You can also calculate and monitor summary metrics based on a Value Stream Map. These include Total Process Time, Activity Ratio, Total Lead Time and others. If you are unfamiliar with Value Stream Mapping or want to learn how to apply it to your development processes. In that case, I recommend you read Karen Martin and Mike Osterling's Value Stream Mapping: How to Visualize Work and Align Leadership for Organizational Transformation, 2014.

Continuous Monitoring

We have become accustomed to DevOps and Operations using real-time monitoring to assess the health of a production application or platform as input metrics. We should apply this same paradigm to the development process. We can do this by integrating and monitoring specific metrics directly in our CI and build systems for indications of impending doom. Indeed, all the tools I cited above can and should be integrated into the build process. Suppose a developer or test specialist can get real-time feedback on commits or tests. In that case, if, for example, it is to an already high-risk file - they can react early enough in the development cycle to minimise disruption and cost. When used effectively, these input metrics will help you identify potential risks in your product code and also help you prioritise and pay down technical debt.

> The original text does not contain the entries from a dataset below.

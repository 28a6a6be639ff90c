//! typereel composites timed overlays onto video frames and captures the result.
//!
//! Overlays are typewriter-revealed, multi-segment captions and one fading, rounded-corner image.
//! The crate is organized around a pure core and thin collaborators:
//!
//! - [`reveal`] computes visible characters and image opacity for a time `t`
//! - [`compile`] turns `(t, overlays)` into a backend-agnostic [`compile::plan::FramePlan`]
//! - [`CpuCompositor`] executes plans on a `vello_cpu` surface
//! - [`CaptureController`] samples composited frames at a fixed rate and encodes them with the
//!   source audio through `ffmpeg`
//! - [`PreviewSession`] redraws the same composition in a cooperative playback loop
#![forbid(unsafe_code)]
#![deny(missing_docs)]

mod foundation;

/// Fonts, images and source media.
pub mod assets;
/// Realtime capture pipeline.
pub mod capture;
/// Frame plan compiler.
pub mod compile;
/// Encoding sinks.
pub mod encode;
/// Tracing subscriber setup.
pub mod logging;
/// Overlay model and documents.
pub mod overlay;
/// Live preview loop.
pub mod preview;
/// Raster backend.
pub mod render;
/// Temporal reveal engine.
pub mod reveal;

pub use crate::foundation::core::{
    Affine, Canvas, Fps, FrameIndex, Point, Rect, Rgba8Premul, Vec2,
};
pub use crate::foundation::error::{ErrorKind, ReelError, ReelResult};

pub use crate::assets::store::{OverlayAssets, PreparedImage};
pub use crate::capture::clock::{Clock, ManualClock, SystemClock};
pub use crate::capture::output::{ArtifactOutput, CaptureArtifact, FileOutput, MemoryOutput};
pub use crate::capture::pipeline::{
    CaptureController, CaptureFailure, CaptureHandle, CaptureJob, CaptureOpts, CaptureState,
};
pub use crate::capture::source::{FrameSource, SyntheticSource};
pub use crate::encode::ffmpeg::{Container, FfmpegSink, FfmpegSinkOpts};
pub use crate::encode::sink::{EncodedStream, FrameSink, InMemorySink, SinkConfig};
pub use crate::overlay::document::{LiveOverlays, OverlayDocument, OverlaySnapshots};
pub use crate::overlay::font::FontSpec;
pub use crate::overlay::model::{ColorToken, ImageOverlay, OverlaySet, TextSegment, TitleOverlay};
pub use crate::preview::{PlaybackSignal, PreviewSession, SignalState};
pub use crate::render::backend::FrameRGBA;
pub use crate::render::cpu::CpuCompositor;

A final word on metrics. Metrics cannot be the goal. Good metrics only provide hints to where problems may exist and help guide us to see risks. More important is to evaluate the processes and activities behind the metrics and ultimately to engage with the people working in your team: product owners, developers, testers, release managers, DevOps, and management. No tool or metric is going to solve process or behavioural problems. They can, in most cases, illuminate the problem to allow you to take action.

Note: As with any outcome-based metric, an input metric (or, more accurately, input measurements) is most useful when applied to teams, services or programs. They should never be used to compare individuals. [4]

[1] https://codescene.io/docs/guides/technical/hotspots.html

[2] https://erik.doernenburg.com/2008/11/how-toxic-is-your-code/

[3] Ibid.

[4] John Seddon, an occupational psychologist, researcher and professor.